**The problem**
Go through the entries below, count every line with the string "after", and answer with only that number.

Stored items:
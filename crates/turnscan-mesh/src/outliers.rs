//! Statistical outlier removal.
//!
//! A point's outlier score is the root mean square distance to its `k`
//! nearest neighbours. Points scoring above `threshold_factor × average
//! spacing` are removed. Passes repeat until one removes nothing or the pass
//! limit is reached.

use turnscan_core::OutlierRemovalConfig;

use crate::neighbors::{average_spacing, NeighborIndex};
use crate::point_set::PointSet;

/// What an outlier removal run did.
#[derive(Debug, Clone, Copy, Default, PartialEq, Eq)]
pub struct OutlierReport {
    /// Points removed over all passes.
    pub removed: usize,
    /// Passes executed.
    pub passes: usize,
    /// True if the last pass removed nothing.
    pub converged: bool,
}

/// Removes outliers in place.
pub fn remove_outliers(points: &mut PointSet, config: &OutlierRemovalConfig) -> OutlierReport {
    let mut report = OutlierReport::default();

    while report.passes < config.max_passes {
        report.passes += 1;
        let removed = remove_pass(points, config.neighbors, config.threshold_factor);
        report.removed += removed;
        log::debug!("outlier pass {}: removed {removed} points", report.passes);
        if removed == 0 {
            report.converged = true;
            break;
        }
    }

    log::info!(
        "outlier removal: {} points removed in {} passes, {} left",
        report.removed,
        report.passes,
        points.len()
    );
    report
}

fn remove_pass(points: &mut PointSet, k: usize, threshold_factor: f32) -> usize {
    if points.len() <= k || k == 0 {
        return 0;
    }

    let index = NeighborIndex::build(&points.positions());
    let spacing = average_spacing(&index, k);
    let threshold = threshold_factor * spacing;
    if threshold <= 0.0 {
        return 0;
    }

    let keep: Vec<bool> = (0..index.len())
        .map(|i| outlier_score(&index, i, k) <= threshold)
        .collect();
    let removed = keep.iter().filter(|&&k| !k).count();
    if removed > 0 {
        points.retain_flagged(&keep);
    }
    removed
}

fn outlier_score(index: &NeighborIndex, i: usize, k: usize) -> f32 {
    let neighbors = index.neighbors_of(i, k);
    if neighbors.is_empty() {
        return 0.0;
    }
    let sum_sq: f32 = neighbors.iter().map(|n| n.distance * n.distance).sum();
    #[allow(clippy::cast_precision_loss)]
    let mean_sq = sum_sq / neighbors.len() as f32;
    mean_sq.sqrt()
}
//! Edge-aware bilateral smoothing.
//!
//! Each point is projected along its normal towards the tangent planes of its
//! neighbours. A neighbour's weight falls off with distance and with the angle
//! between the normals, so points on either side of a sharp edge do not pull
//! each other across it.

use glam::Vec3;
use turnscan_core::SmoothingConfig;

use crate::neighbors::NeighborIndex;
use crate::point_set::PointSet;

/// Smooths an oriented point set in place.
///
/// Returns the mean displacement of the last iteration. A set without
/// normals is left unchanged.
pub fn smooth_points(points: &mut PointSet, config: &SmoothingConfig) -> f32 {
    if points.is_empty() {
        return 0.0;
    }
    if !points.has_normals() {
        log::warn!("smoothing skipped: point set has no normals");
        return 0.0;
    }

    let sharpness = 1.0 - config.sharpness_angle.to_radians().cos();
    let mut mean_move = 0.0;
    for iteration in 0..config.iterations {
        mean_move = smooth_once(points, config.neighbors.max(1), sharpness);
        log::debug!("smoothing iteration {}: mean move {mean_move}", iteration + 1);
    }
    log::info!(
        "smoothing: {} iterations over {} points",
        config.iterations,
        points.len()
    );
    mean_move
}

fn smooth_once(points: &mut PointSet, k: usize, sharpness: f32) -> f32 {
    let positions = points.positions();
    let normals: Vec<Vec3> = points
        .points()
        .iter()
        .map(|p| p.normal.unwrap_or(Vec3::ZERO))
        .collect();
    let index = NeighborIndex::build(&positions);

    let mut total_move = 0.0_f64;
    for (i, point) in points.points_mut().iter_mut().enumerate() {
        let neighbors = index.neighbors_of(i, k);
        let radius = neighbors.iter().map(|n| n.distance).fold(0.0, f32::max);
        if radius <= 0.0 {
            continue;
        }
        let p = positions[i];
        let n = normals[i];
        let inv_radius_sq = 4.0 / (radius * radius);

        let mut weight_sum = 0.0;
        let mut offset = 0.0;
        let mut normal_sum = Vec3::ZERO;
        for neighbor in &neighbors {
            let q = positions[neighbor.index];
            let m = normals[neighbor.index];
            let spatial = (-(neighbor.distance * neighbor.distance) * inv_radius_sq).exp();
            let angular = if sharpness > 0.0 {
                let deviation = (1.0 - n.dot(m)) / sharpness;
                (-deviation * deviation).exp()
            } else {
                1.0
            };
            let w = spatial * angular;
            weight_sum += w;
            offset += w * (p - q).dot(m);
            normal_sum += w * m;
        }
        if weight_sum <= f32::EPSILON {
            continue;
        }

        let moved = p - n * (offset / weight_sum);
        total_move += f64::from(moved.distance(p));
        point.position = moved;
        let smoothed = normal_sum.normalize_or_zero();
        if smoothed != Vec3::ZERO {
            point.normal = Some(smoothed);
        }
    }

    (total_move / positions.len() as f64) as f32
}

#[cfg(test)]
mod tests {
    use super::*;
    use crate::point_set::SurfacePoint;
    use rand::rngs::StdRng;
    use rand::{Rng, SeedableRng};

    fn noisy_plane(seed: u64) -> PointSet {
        let mut rng = StdRng::seed_from_u64(seed);
        let mut points = Vec::new();
        for x in 0..30 {
            for z in 0..30 {
                let y = rng.gen_range(-0.01..0.01);
                let p = Vec3::new(x as f32 * 0.05, y, z as f32 * 0.05);
                points.push(SurfacePoint::new(p, [0; 3]).with_normal(Vec3::Y));
            }
        }
        PointSet::from_points(points)
    }

    fn height_variance(points: &PointSet) -> f32 {
        let n = points.len() as f32;
        let mean = points.points().iter().map(|p| p.position.y).sum::<f32>() / n;
        points
            .points()
            .iter()
            .map(|p| (p.position.y - mean).powi(2))
            .sum::<f32>()
            / n
    }

    #[test]
    fn test_noisy_plane_gets_flatter() {
        let mut points = noisy_plane(5);
        let before = height_variance(&points);
        let moved = smooth_points(&mut points, &SmoothingConfig::default());
        let after = height_variance(&points);

        assert!(moved > 0.0);
        assert!(after < before * 0.5, "variance {before} -> {after}");
        // Motion is along the normal only
        for (i, p) in points.points().iter().enumerate() {
            assert!((p.position.x - (i / 30) as f32 * 0.05).abs() < 1e-6);
            assert!((p.position.z - (i % 30) as f32 * 0.05).abs() < 1e-6);
        }
    }

    #[test]
    fn test_points_without_normals_are_untouched() {
        let points_with: Vec<SurfacePoint> = noisy_plane(6)
            .into_points()
            .into_iter()
            .map(|mut p| {
                p.normal = None;
                p
            })
            .collect();
        let mut points = PointSet::from_points(points_with);
        let before = points.clone();
        assert_eq!(smooth_points(&mut points, &SmoothingConfig::default()), 0.0);
        assert_eq!(points, before);
    }

    #[test]
    fn test_sharp_edge_is_preserved() {
        // Two perpendicular faces meeting along the z axis
        let mut points = Vec::new();
        for a in 1..15 {
            for z in 0..15 {
                let s = a as f32 * 0.05;
                let z = z as f32 * 0.05;
                points.push(SurfacePoint::new(Vec3::new(s, 0.0, z), [0; 3]).with_normal(Vec3::Y));
                points.push(SurfacePoint::new(Vec3::new(0.0, s, z), [0; 3]).with_normal(Vec3::X));
            }
        }
        let mut points = PointSet::from_points(points);
        smooth_points(&mut points, &SmoothingConfig::default());

        // Perpendicular neighbours carry almost no weight, so faces stay flat
        for p in points.points() {
            let n = p.normal.unwrap();
            if n.dot(Vec3::Y) > 0.99 {
                assert!(p.position.y.abs() < 1e-3, "{:?}", p.position);
            } else {
                assert!(p.position.x.abs() < 1e-3, "{:?}", p.position);
            }
        }
    }
}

**Written solution**
2